Recorded data
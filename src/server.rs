//! MITM proxy server: listener, accept loop and graceful shutdown

use std::future::Future;
use std::net::SocketAddr;
use std::sync::Arc;

use tokio::net::{TcpListener, TcpStream};
use tokio::task::JoinSet;
use tracing::Instrument;

use crate::ca::{CertificateAuthority, RootCredential};
use crate::cache::HostCertCache;
use crate::config::{HttpLimits, ProxyConfig};
use crate::connector::Connector;
use crate::errors::{Error, Result};
use crate::handler::ConnectionHandler;
use crate::record::{LogRecorder, Recorder};

/// Proxy server implementation
#[derive(Debug, Clone)]
pub struct ProxyServer {
  authority: Arc<CertificateAuthority>,
  handler: ConnectionHandler,
}

/// Builder for `ProxyServer`.
///
/// Only the certificate authority is mandatory. The connector defaults to
/// [`Connector::builder`] and captured exchanges go to a [`LogRecorder`].
#[derive(Default)]
pub struct ProxyServerBuilder {
  authority: Option<Arc<CertificateAuthority>>,
  connector: Option<Connector>,
  recorder: Option<Arc<dyn Recorder>>,
  limits: HttpLimits,
}

impl ProxyServerBuilder {
  /// Set the `CertificateAuthority` leaves are issued from.
  pub fn authority(mut self, authority: Arc<CertificateAuthority>) -> Self {
    self.authority = Some(authority);
    self
  }

  /// Set the `Connector` used to reach origins.
  pub fn connector(mut self, connector: Connector) -> Self {
    self.connector = Some(connector);
    self
  }

  /// Set the sink for captured exchanges.
  pub fn recorder(mut self, recorder: Arc<dyn Recorder>) -> Self {
    self.recorder = Some(recorder);
    self
  }

  /// Set header and body size limits.
  pub fn limits(mut self, limits: HttpLimits) -> Self {
    self.limits = limits;
    self
  }

  /// Build the `ProxyServer`.
  pub fn build(self) -> Result<ProxyServer> {
    let authority = self
      .authority
      .ok_or_else(|| Error::config("a certificate authority is required"))?;
    let connector = match self.connector {
      Some(connector) => connector,
      None => Connector::builder().build()?,
    };
    let recorder = self.recorder.unwrap_or_else(|| Arc::new(LogRecorder));
    let handler = ConnectionHandler::new(authority.clone(), connector, recorder, self.limits);
    Ok(ProxyServer { authority, handler })
  }
}

impl ProxyServer {
  /// Default builder.
  pub fn builder() -> ProxyServerBuilder {
    ProxyServerBuilder::default()
  }

  /// Load the root credential named by `config` and assemble a server around it.
  pub async fn new(config: &ProxyConfig, recorder: Arc<dyn Recorder>) -> Result<Self> {
    let root = RootCredential::load(&config.ca_key_path, &config.ca_cert_path).await?;
    let authority = CertificateAuthority::new(root, HostCertCache::new(config.cache));
    let mut connector = Connector::builder()
      .certs_verification(config.upstream_verify)
      .connect_timeout(config.connect_timeout)
      .read_timeout(config.read_timeout)
      .write_timeout(config.write_timeout);
    if let Some(path) = &config.upstream_ca_bundle {
      let pem = tokio::fs::read(path)
        .await
        .map_err(|e| Error::config(format!("reading {}: {e}", path.display())))?;
      connector = connector.root_certificates(pem);
    }
    ProxyServer::builder()
      .authority(Arc::new(authority))
      .connector(connector.build()?)
      .recorder(recorder)
      .limits(config.limits)
      .build()
  }

  /// The certificate authority in use.
  pub fn authority(&self) -> &Arc<CertificateAuthority> {
    &self.authority
  }

  /// The per-connection handler.
  pub fn handler(&self) -> &ConnectionHandler {
    &self.handler
  }

  /// Bind the listening socket.
  pub async fn bind(self, addr: &str) -> Result<ProxyListener> {
    let listener = TcpListener::bind(addr).await.map_err(|source| Error::Bind {
      addr: addr.to_string(),
      source,
    })?;
    let local_addr = listener.local_addr()?;
    tracing::info!(%local_addr, "proxy listening");
    Ok(ProxyListener {
      listener,
      handler: self.handler,
    })
  }

  /// Bind `addr` and serve until `shutdown` resolves.
  pub async fn start<F>(self, addr: &str, shutdown: F) -> Result<()>
  where
    F: Future<Output = ()>,
  {
    self.bind(addr).await?.serve(shutdown).await
  }
}

/// A bound proxy ready to accept clients.
#[derive(Debug)]
pub struct ProxyListener {
  listener: TcpListener,
  handler: ConnectionHandler,
}

impl ProxyListener {
  /// Address actually bound, useful after binding port 0.
  pub fn local_addr(&self) -> Result<SocketAddr> {
    Ok(self.listener.local_addr()?)
  }

  /// Accept connections until `shutdown` resolves, then wait for in-flight
  /// connections to finish.
  ///
  /// Accept failures and per-connection errors are logged and never stop the loop.
  pub async fn serve<F>(self, shutdown: F) -> Result<()>
  where
    F: Future<Output = ()>,
  {
    tokio::pin!(shutdown);
    let mut tasks = JoinSet::new();
    loop {
      tokio::select! {
        _ = &mut shutdown => {
          tracing::info!("shutdown requested, no longer accepting");
          break;
        }
        accepted = self.listener.accept() => match accepted {
          Ok((stream, peer)) => {
            let handler = self.handler.clone();
            let span = tracing::info_span!("conn", %peer);
            tasks.spawn(handle_connection(handler, stream).instrument(span));
          }
          Err(err) => tracing::error!(error = %err, "failed to accept connection"),
        },
        Some(joined) = tasks.join_next(), if !tasks.is_empty() => reap(joined),
      }
    }
    drop(self.listener);
    if !tasks.is_empty() {
      tracing::info!(active = tasks.len(), "draining connections");
    }
    while let Some(joined) = tasks.join_next().await {
      reap(joined);
    }
    tracing::info!("proxy stopped");
    Ok(())
  }
}

async fn handle_connection(handler: ConnectionHandler, stream: TcpStream) {
  tracing::trace!("accepted");
  if let Err(err) = handler.handle(stream).await {
    tracing::warn!(kind = ?err.kind(), error = %err, "connection ended with error");
  }
}

fn reap(joined: std::result::Result<(), tokio::task::JoinError>) {
  if let Err(err) = joined {
    if err.is_panic() {
      tracing::error!(error = %err, "connection task panicked");
    }
  }
}
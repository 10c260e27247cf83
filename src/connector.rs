use crate::errors::{new_io_error, Error, Result};
use crate::socket::Socket;
use crate::tls;
use socket2::Socket as RawSocket;
use socket2::{Domain, Protocol, Type};
use std::fmt;
use std::net::SocketAddr;
use std::sync::Arc;
use std::time::Duration;
use tokio::net::TcpSocket;
use tokio_rustls::TlsConnector;

/// Builds the [`Connector`] used to reach origin servers.
#[derive(Clone)]
pub struct ConnectorBuilder {
  certs_verification: bool,
  read_timeout: Option<Duration>,
  write_timeout: Option<Duration>,
  connect_timeout: Option<Duration>,
  nodelay: bool,
  keepalive: bool,
  root_certificates: Vec<Vec<u8>>,
}

impl Default for ConnectorBuilder {
  fn default() -> Self {
    Self {
      certs_verification: true,
      read_timeout: Some(Duration::from_secs(30)),
      write_timeout: Some(Duration::from_secs(30)),
      connect_timeout: Some(Duration::from_secs(10)),
      nodelay: true,
      keepalive: false,
      root_certificates: vec![],
    }
  }
}

impl ConnectorBuilder {
  /// Controls the use of certificate validation.
  ///
  /// Defaults to `true`.
  ///
  /// # Warning
  ///
  /// With validation off, *any* certificate presented by an origin is
  /// accepted, including expired and self-signed ones.
  pub fn certs_verification(mut self, value: bool) -> ConnectorBuilder {
    self.certs_verification = value;
    self
  }
  /// Set that all sockets have `TCP_NODELAY` set to the supplied value `nodelay`.
  ///
  /// Default is `true`.
  pub fn nodelay(mut self, value: bool) -> ConnectorBuilder {
    self.nodelay = value;
    self
  }
  /// Sets value for the `SO_KEEPALIVE` option on this socket.
  ///
  /// Default is `false`.
  pub fn keepalive(mut self, value: bool) -> ConnectorBuilder {
    self.keepalive = value;
    self
  }
  /// Trust the certificates of a PEM bundle in addition to the web roots.
  pub fn root_certificates(mut self, pem: impl Into<Vec<u8>>) -> ConnectorBuilder {
    self.root_certificates.push(pem.into());
    self
  }
  /// Bound on reading one whole response.
  ///
  /// Default is 30 seconds.
  pub fn read_timeout(mut self, timeout: Option<Duration>) -> ConnectorBuilder {
    self.read_timeout = timeout;
    self
  }
  /// Enables a write timeout, applied to each write.
  ///
  /// Default is 30 seconds.
  pub fn write_timeout(mut self, timeout: Option<Duration>) -> ConnectorBuilder {
    self.write_timeout = timeout;
    self
  }
  /// Set a timeout for only the connect phase, per resolved address.
  ///
  /// Default is 10 seconds.
  pub fn connect_timeout(mut self, timeout: Option<Duration>) -> ConnectorBuilder {
    self.connect_timeout = timeout;
    self
  }
}

impl ConnectorBuilder {
  /// Combine the configuration of this builder with a connector to create a `Connector`.
  pub fn build(&self) -> Result<Connector> {
    let mut root_cert_store = tls::root_store();
    for pem in &self.root_certificates {
      for cert in tls::read_pem_certs(pem)? {
        root_cert_store
          .add(cert)
          .map_err(|e| Error::config(format!("unusable trust anchor: {e}")))?;
      }
    }
    let config = tls::client_config(root_cert_store, self.certs_verification)?;
    Ok(Connector {
      connect_timeout: self.connect_timeout,
      nodelay: self.nodelay,
      keepalive: self.keepalive,
      read_timeout: self.read_timeout,
      write_timeout: self.write_timeout,
      tls: TlsConnector::from(Arc::new(config)),
    })
  }
}

/// Opens upstream connections: DNS, TCP and optional TLS.
#[derive(Clone)]
pub struct Connector {
  connect_timeout: Option<Duration>,
  nodelay: bool,
  keepalive: bool,
  read_timeout: Option<Duration>,
  write_timeout: Option<Duration>,
  tls: TlsConnector,
}

impl fmt::Debug for Connector {
  fn fmt(&self, f: &mut fmt::Formatter<'_>) -> fmt::Result {
    f.debug_struct("Connector")
      .field("connect_timeout", &self.connect_timeout)
      .field("read_timeout", &self.read_timeout)
      .field("write_timeout", &self.write_timeout)
      .finish_non_exhaustive()
  }
}

impl Connector {
  /// Default builder.
  pub fn builder() -> ConnectorBuilder {
    ConnectorBuilder::default()
  }
  /// Connect to a remote endpoint with addr
  pub async fn connect_with_addr<S: Into<SocketAddr>>(&self, addr: S) -> Result<Socket> {
    let addr = addr.into();
    let raw_socket = RawSocket::new(Domain::for_address(addr), Type::STREAM, Some(Protocol::TCP))?;
    raw_socket.set_nonblocking(true)?;
    let socket = TcpSocket::from_std_stream(raw_socket.into());
    if self.nodelay {
      socket.set_nodelay(self.nodelay)?;
    }
    if self.keepalive {
      socket.set_keepalive(self.keepalive)?;
    }
    let s = match self.connect_timeout {
      None => socket.connect(addr).await?,
      Some(timeout) => tokio::time::timeout(timeout, socket.connect(addr))
        .await
        .map_err(|x| new_io_error(std::io::ErrorKind::TimedOut, &x.to_string()))??,
    };
    Ok(Socket::new(s, self.read_timeout, self.write_timeout))
  }
  /// Resolve `host` and connect to the first address that accepts.
  ///
  /// Failures are reported as [`Error::Upstream`] naming `host:port`.
  pub async fn connect(&self, host: &str, port: u16) -> Result<Socket> {
    let host = host.trim_start_matches('[').trim_end_matches(']');
    let target = format!("{host}:{port}");
    let addrs = tokio::net::lookup_host((host, port))
      .await
      .map_err(|e| Error::upstream(&target, format!("resolve: {e}")))?;
    let mut last_error = None;
    for addr in addrs {
      match self.connect_with_addr(addr).await {
        Ok(socket) => {
          tracing::trace!(%target, %addr, "connected upstream");
          return Ok(socket);
        }
        Err(err) => {
          tracing::debug!(%target, %addr, error = %err, "upstream address failed");
          last_error = Some(err);
        }
      }
    }
    Err(match last_error {
      Some(err) => Error::upstream(&target, err),
      None => Error::upstream(&target, "no addresses resolved"),
    })
  }
  /// Run a TLS client handshake over `stream`, sending `domain` as SNI.
  pub async fn upgrade_to_tls(&self, stream: Socket, domain: &str) -> Result<Socket> {
    let server_name = tls::server_name(domain)?;
    let this = self.tls.clone();
    let tls = stream
      .tls(move |t| async move { this.connect(server_name, t).await })
      .await
      .map_err(|e| Error::upstream(domain, format!("tls handshake: {e}")))?;
    Ok(tls)
  }
}
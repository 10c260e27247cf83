//! Header line parsing and hop-by-hop header handling.
use http::header::CONNECTION;
use http::{HeaderMap, HeaderName};

use tokio::io::AsyncBufRead;

use crate::body::read_line;
use crate::errors::{Error, Result};
use crate::{CR_LF, SPACE};

/// Headers that only describe one transport leg and are never relayed.
pub const HOP_BY_HOP: &[&str] = &[
  "proxy-connection",
  "connection",
  "keep-alive",
  "transfer-encoding",
  "te",
  "trailer",
  "upgrade",
  "proxy-authenticate",
  "proxy-authorization",
];

/// Remove hop-by-hop headers, including every header listed in `Connection`.
pub fn strip_hop_by_hop(headers: &mut HeaderMap) {
  let listed: Vec<HeaderName> = headers
    .get_all(CONNECTION)
    .iter()
    .filter_map(|v| v.to_str().ok())
    .flat_map(|v| v.split(','))
    .filter_map(|name| HeaderName::from_bytes(name.trim().as_bytes()).ok())
    .collect();
  for name in listed {
    headers.remove(name);
  }
  for name in HOP_BY_HOP {
    headers.remove(*name);
  }
}

/// Parse one `name: value` header line.
pub(crate) fn parser_headers(buffer: &[u8]) -> Result<(http::HeaderName, http::HeaderValue)> {
  let buffer = buffer.strip_suffix(CR_LF).unwrap_or(buffer);
  let buffer = buffer.strip_suffix(b"\n").unwrap_or(buffer);
  let mut parts = buffer.splitn(2, |s| s == &b':');
  let (name, value) = match (parts.next(), parts.next()) {
    (Some(name), Some(value)) => (name, value),
    _ => {
      return Err(Error::protocol(format!(
        "malformed header line {:?}",
        String::from_utf8_lossy(buffer)
      )))
    }
  };
  let name = http::HeaderName::from_bytes(name).map_err(|e| Error::Http(e.into()))?;
  let value = value.strip_prefix(SPACE).unwrap_or(value);
  let value = value.trim_ascii();
  let value = http::HeaderValue::from_bytes(value).map_err(|e| Error::Http(e.into()))?;
  Ok((name, value))
}

/// Read header lines up to the blank line ending the head.
///
/// `consumed` is the size of the start line already read, counted against
/// `limit` together with the header lines.
pub(crate) async fn read_header_block<R>(
  reader: &mut R,
  limit: usize,
  consumed: usize,
) -> Result<HeaderMap>
where
  R: AsyncBufRead + Unpin,
{
  let mut headers = HeaderMap::new();
  let mut header_line = Vec::new();
  let mut total = consumed;
  loop {
    header_line.clear();
    let remaining = limit.saturating_sub(total);
    if remaining == 0 {
      return Err(Error::protocol(format!("message head exceeds {limit} bytes")));
    }
    let length = read_line(reader, &mut header_line, remaining).await?;
    if length == 0 {
      return Err(Error::protocol("unexpected end of stream inside headers"));
    }
    total += length;
    if header_line == b"\r\n" || header_line == b"\n" {
      break;
    }
    let (k, v) = parser_headers(&header_line)?;
    headers.append(k, v);
  }
  Ok(headers)
}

▶ _Work item_
Write down again the exact lines running from the beginning of the data to the line containing "pub fn authority(mut", with both ends included.

▶ _Completed task_
filename src/server.rs
//! MITM proxy server: listener, accept loop and graceful shutdown

use std::future::Future;
use std::net::SocketAddr;
use std::sync::Arc;

use tokio::net::{TcpListener, TcpStream};
use tokio::task::JoinSet;
use tracing::Instrument;

use crate::ca::{CertificateAuthority, RootCredential};
use crate::cache::HostCertCache;
use crate::config::{HttpLimits, ProxyConfig};
use crate::connector::Connector;
use crate::errors::{Error, Result};
use crate::handler::ConnectionHandler;
use crate::record::{LogRecorder, Recorder};

/// Proxy server implementation
#[derive(Debug, Clone)]
pub struct ProxyServer {
  authority: Arc<CertificateAuthority>,
  handler: ConnectionHandler,
}

/// Builder for `ProxyServer`.
///
/// Only the certificate authority is mandatory. The connector defaults to
/// [`Connector::builder`] and captured exchanges go to a [`LogRecorder`].
#[derive(Default)]
pub struct ProxyServerBuilder {
  authority: Option<Arc<CertificateAuthority>>,
  connector: Option<Connector>,
  recorder: Option<Arc<dyn Recorder>>,
  limits: HttpLimits,
}

impl ProxyServerBuilder {
  /// Set the `CertificateAuthority` leaves are issued from.
  pub fn authority(mut self, authority: Arc<CertificateAuthority>) -> Self {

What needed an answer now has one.